Albany's Broadaway moves up 36 spots after 2-under in third round of PGA Tour's Honda Classic

Photo by Danny Aller

Photo by Danny Aller

PALM BEACH GARDENS, Fla. -- Albany golf pro Josh Broadaway called his goal of finishing in the Top 10 in his first PGA Tour event of his career a "long shot" after just barely making the cut line of 6-over after Friday's second round.

After Saturday, that goal now seems quite attainable.

Broadaway moved from tied at 66th overall after Day 2 to tied for 30th after Saturday, using a solid 2-under to climb a staggering 36 spots up the leaderboard with one round to play.

"I think I've got a shot," Broadaway said Saturday.

Broadaway, who has played on the lower-tier Nationwide Tour for the last six years, said after Friday's round -- in which he also shot 2-under -- that he didn't feel like he had to go out and shoot five or six under par to reach his goal, but rather just needed to stay steady and post exactly the kind of score he did Saturday.

"I played really well (in the third round), a lot like I did (Friday). I didn't really hole any putts (or my score could've been better)," he said. "The wind was blowing really hard again and it made it tough on everyone. Usually, the ones who tee off in the morning don't have it as bad as the ones later because it's usually calmer, but it was the opposite (Saturday). It whipped up early for us, then layed down for the leaders later on."

Broadaway, whose 36-spot jump was the largest of any player Saturday, will tee off at 9:25 a.m. today with PGA Tour regulars Sean O'Hair and Nathan Green. Broadaway and everyone else will be chasing leader Rory Sabbatini, who was at the top of the leaderboard at 9-under and running away with it -- five shots ahead of two players tied at 4-under in second place (Y.E Yang and Jerry Kelly).

However, just two strokes separates Broadaway in 30th place from those tied for 16th at 2-over.

"My goal is still the Top 10. That hasn't changed," said Broadaway, who is still without a win on the Nationwide Tour, with his best finish being third in 2008 at the Miccosukee Classic in Miami. "But I'm also trying not to get wrapped up in all that. I just want to go out, play my game and take it one shot at a time."

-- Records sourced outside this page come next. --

//! Dependency-injected metrics accumulation.
//!
//! Components that emit counters receive a `MetricsSink` explicitly; there
//! is no global instance. `NullMetrics` is the default for callers that do
//! not configure monitoring.

use std::collections::HashMap;
use std::sync::{Arc, Mutex};
use std::time::Duration;

use tracing::info;

/// Counter sink. Implementations must be cheap: `incr` is called on every
/// tool call, resource read, and prompt render.
pub trait MetricsSink: Send + Sync {
    fn incr(&self, counter: &str);
}

/// No-op sink for callers that do not configure monitoring.
#[derive(Debug, Default, Clone, Copy)]
pub struct NullMetrics;

impl MetricsSink for NullMetrics {
    fn incr(&self, _counter: &str) {}
}

/// In-memory counter map, flushed periodically to the log.
///
/// The mutex guards a plain map; contention is negligible at one increment
/// per MCP event.
#[derive(Debug, Default)]
pub struct MemoryMetrics {
    counters: Mutex<HashMap<String, u64>>,
}

impl MemoryMetrics {
    pub fn new() -> Arc<Self> {
        Arc::new(Self::default())
    }

    /// Current counter values.
    pub fn snapshot(&self) -> HashMap<String, u64> {
        self.counters.lock().map(|c| c.clone()).unwrap_or_default()
    }

    /// Drain and return the counters, resetting them to zero.
    pub fn drain(&self) -> HashMap<String, u64> {
        self.counters
            .lock()
            .map(|mut c| std::mem::take(&mut *c))
            .unwrap_or_default()
    }

    /// Spawn a background task that logs and resets the counters on an
    /// interval. The handle can be aborted at shutdown.
    pub fn spawn_flusher(self: &Arc<Self>, interval: Duration) -> tokio::task::JoinHandle<()> {
        let metrics = Arc::clone(self);
        tokio::spawn(async move {
            let mut ticker = tokio::time::interval(interval);
            ticker.tick().await; // first tick is immediate
            loop {
                ticker.tick().await;
                let counters = metrics.drain();
                if !counters.is_empty() {
                    info!(?counters, "metrics flush");
                }
            }
        })
    }
}

impl MetricsSink for MemoryMetrics {
    fn incr(&self, counter: &str) {
        if let Ok(mut counters) = self.counters.lock() {
            *counters.entry(counter.to_string()).or_insert(0) += 1;
        }
    }
}

#[cfg(test)]
mod tests {
    use super::*;

    #[test]
    fn memory_metrics_accumulates() {
        let metrics = MemoryMetrics::new();
        metrics.incr("tools.create_task");
        metrics.incr("tools.create_task");
        metrics.incr("resources.read");

        let snapshot = metrics.snapshot();
        assert_eq!(snapshot.get("tools.create_task"), Some(&2));
        assert_eq!(snapshot.get("resources.read"), Some(&1));
    }

    #[test]
    fn drain_resets_counters() {
        let metrics = MemoryMetrics::new();
        metrics.incr("errors");
        let drained = metrics.drain();
        assert_eq!(drained.get("errors"), Some(&1));
        assert!(metrics.snapshot().is_empty());
    }

    #[test]
    fn null_metrics_is_a_no_op() {
        NullMetrics.incr("anything");
    }
}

Which is exactly what he did Saturday.

Broadaway opened with three straight pars, then birdied No. 4, parred No. 5 and bogeyed No. 6.

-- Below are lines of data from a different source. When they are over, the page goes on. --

//! Prompt template bodies.
//!
//! Each generator concatenates fixed markdown sections with the supplied
//! values interpolated verbatim. Variant selection is a plain match on the
//! dispatch argument, with the default variant as the fallback arm.

pub fn create_task_guide(task_name: &str, complexity: &str) -> String {
    let mut out = format!("# Creating Task: {task_name}\n\n");
    out.push_str(
        "Work through the checklist below before calling the `create_task` tool.\n\n\
         ## Required fields\n\
         - **name** — a short, action-oriented title\n\
         - **created_by** — who is creating this task\n\
         - **initial_note** — context for whoever picks the task up\n\n",
    );
    match complexity {
        "simple" => out.push_str(
            "## Simple task\n\
             - Keep the description to one or two sentences.\n\
             - Assign it directly if the owner is obvious.\n\
             - Skip tags unless the team already uses them for filtering.\n",
        ),
        "complex" => out.push_str(
            "## Complex task\n\
             - Write a description covering goal, constraints, and definition of done.\n\
             - Set a priority and a due date; complex work drifts without both.\n\
             - Add tags for every workstream this task touches.\n\
             - Consider using the `task_breakdown` prompt to split it into subtasks first.\n",
        ),
        _ => out.push_str(
            "## Medium task\n\
             - Describe the goal and the definition of done in a short paragraph.\n\
             - Set a priority; add a due date if one exists.\n\
             - Assign it or leave unassigned for triage.\n",
        ),
    }
    out.push_str(
        "\n## After creation\n\
         Verify the task with `get_task_details` and confirm the initial note attached.\n",
    );
    out
}

pub fn task_status_review(task_id: &str, current_status: &str, new_status: &str) -> String {
    format!(
        "# Status Review for Task {task_id}\n\n\
         Proposed transition: **{current_status}** -> **{new_status}**\n\n\
         ## Before changing status\n\
         - Read the task details and its notes (`get_task_details`).\n\
         - Confirm the work matching the new status is actually done or started.\n\
         - If moving to **Blocked**, record what it is blocked on in a progress note.\n\
         - If moving to **Complete**, confirm acceptance criteria from the description are met.\n\n\
         ## Making the change\n\
         Use `update_task_progress` with the new status and a progress note explaining the\n\
         transition, so the task history stays self-explanatory.\n"
    )
}

pub fn daily_standup(user_id: &str, standup_type: &str, planning_horizon: &str) -> String {
    let mut out = format!("# Daily Standup: {user_id}\n\n");
    match standup_type {
        "team" => out.push_str(
            "## Team round\n\
             For each team member, pull their dashboard (`taskdeck://dashboard/user/{id}`)\n\
             and summarize:\n\
             - What moved since yesterday\n\
             - What is in progress now\n\
             - Anything Blocked, with the blocker named\n\n",
        ),
        _ => out.push_str(
            "## Individual update\n\
             Pull this user's dashboard (`taskdeck://dashboard/user/{id}`) and prepare:\n\
             - **Done**: tasks completed since the last standup\n\
             - **Doing**: tasks currently In Progress\n\
             - **Blocked**: anything waiting on someone else\n\n",
        ),
    }
    match planning_horizon {
        "week" => out.push_str(
            "## Planning horizon: this week\n\
             List the tasks due within the next seven days and flag any that are\n\
             overdue or at risk. Suggest reprioritization where the load looks uneven.\n",
        ),
        _ => out.push_str(
            "## Planning horizon: today\n\
             Pick the one or two tasks to finish today. Anything overdue goes first.\n",
        ),
    }
    out
}

pub fn project_kickoff(
    project_name: &str,
    project_type: &str,
    duration: &str,
    team_size: &str,
) -> String {
    let mut out = format!(
        "# Project Kickoff: {project_name}\n\n\
         Planned duration: {duration}\n\n"
    );
    match project_type {
        "software" => out.push_str(
            "## Software project setup\n\
             Seed the project with tasks for:\n\
             - Repository and CI setup\n\
             - Architecture/design review\n\
             - Milestone definitions with acceptance criteria\n\
             - A release checklist task, created early and kept updated\n\n",
        ),
        "research" => out.push_str(
            "## Research project setup\n\
             Seed the project with tasks for:\n\
             - Literature/prior-art review\n\
             - Hypothesis and success-criteria write-up\n\
             - Experiment design and data collection\n\
             - A findings write-up task due before the project end\n\n",
        ),
        _ => out.push_str(
            "## Project setup\n\
             Seed the project with tasks for:\n\
             - A scoping document describing what done means\n\
             - The first concrete deliverable\n\
             - A mid-point review checkpoint\n\n",
        ),
    }
    match team_size {
        "large" => out.push_str(
            "## Large team\n\
             Assign an owner per workstream and create one coordination task per\n\
             workstream pair that must integrate. Run standups per workstream.\n",
        ),
        "medium" => out.push_str(
            "## Medium team\n\
             Assign every seeded task an owner up front and agree on a weekly review\n\
             of the project dashboard.\n",
        ),
        _ => out.push_str(
            "## Small team\n\
             Keep tasks unassigned in a shared pool; whoever is free takes the top\n\
             priority. Review the project dashboard together twice a week.\n",
        ),
    }
    out
}

pub fn project_retrospective(
    project_id: &str,
    review_period: &str,
    project_outcome: &str,
) -> String {
    let period_label = match review_period {
        "month" => "the past month",
        "quarter" => "the past quarter",
        _ => "the last sprint",
    };
    format!(
        "# Retrospective: Project {project_id}\n\n\
         Period under review: {period_label}\n\
         Stated outcome: {project_outcome}\n\n\
         ## Gather the data\n\
         - Pull `taskdeck://dashboard/project/{project_id}` for the completion and\n\
           overdue numbers.\n\
         - Pull `taskdeck://project/{project_id}/tasks` and note which tasks spent\n\
           time Blocked.\n\n\
         ## Discussion structure\n\
         1. **What went well** — completed tasks that shipped without churn\n\
         2. **What dragged** — overdue tasks and tasks with long Blocked periods\n\
         3. **What we change** — at most three concrete process changes, each\n\
            recorded as a new task with an owner\n\n\
         ## Close out\n\
         File the agreed changes as tasks via `create_task` so they survive the meeting.\n"
    )
}

pub fn task_breakdown(parent_task: &str, timeline: &str, team_size: &str) -> String {
    format!(
        "# Breaking Down: {parent_task}\n\n\
         Timeline: {timeline}\n\
         People available: {team_size}\n\n\
         ## How to split\n\
         - Each subtask should be completable by one person in a few days at most.\n\
         - Name subtasks by their deliverable, not their activity.\n\
         - Order subtasks by dependency; anything parallelizable gets its own assignee.\n\n\
         ## Creating the subtasks\n\
         For each subtask call `create_task` with:\n\
         - a name referencing the parent (\"{parent_task}: <deliverable>\")\n\
         - the parent's project_id so they roll up in the project dashboard\n\
         - an initial note stating which subtasks it depends on\n\n\
         Finally, add a progress note to the parent listing the subtask IDs.\n"
    )
}

pub fn task_handoff(task_id: &str, from_user: &str, to_user: &str) -> String {
    format!(
        "# Task Handoff: {task_id}\n\n\
         From: {from_user}\n\
         To: {to_user}\n\n\
         ## Outgoing owner ({from_user})\n\
         - Add a progress note summarizing current state, open questions, and\n\
           where the work lives.\n\
         - Flag anything that will become Blocked without action this week.\n\n\
         ## Incoming owner ({to_user})\n\
         - Read the full task details and notes (`get_task_details`).\n\
         - Confirm the due date is still realistic; renegotiate it now if not.\n\n\
         ## Completing the handoff\n\
         Call `update_task_progress` reassigning the task to {to_user}, with a\n\
         progress note recording the handoff from {from_user}.\n"
    )
}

"Oh, No. 6 ..." Broadaway lamented with a laugh. "I'm not sure if anyone has birdied that hole all week. It's a tough one. It's giving everyone trouble. It's a Par 4, but it's 470 yards away and should be a Par 5. It's surrounded by water and I think when this (PGA) season is over, it will go down as one of the Top 5 toughest holes players play all year. I bogeyed it Thursday, then parred it Friday and actually reached the green in two shots on Saturday, but then three-putted."

Broadaway rebounded, however, and parred No. 7, then birdied No. 8 and parred the final hole on his front nine to make the turn at 1-under.

Broadaway was on fire to start his back nine, birdieing Nos. 10 and 12 before a pair of bogeys on Nos. 13 and 16 brought him back to even. But after a birdie on 18, Broadaway headed into the clubhouse at 2-under for one of the best scores by any player all day. The lowest was a 66 by Sabbatini, while only two other players shot 67, and four players, including Broadaway, fired a third-round 68.

"I hung in there and played well, I really did," said Broadaway, who attended Byne before going on to star on the golf team at Troy. "I've got one more day and let's hope it's a solid one. Then let the chips fall where they may."

The pay day, should he manage to finish in the Top 30, or 20 or even 10, would be a nice chunk of change for Broadaway, who has never finished higher than 36th on the Nationwide Tour money leaders list in his six years. He earned $172,811 in 2008.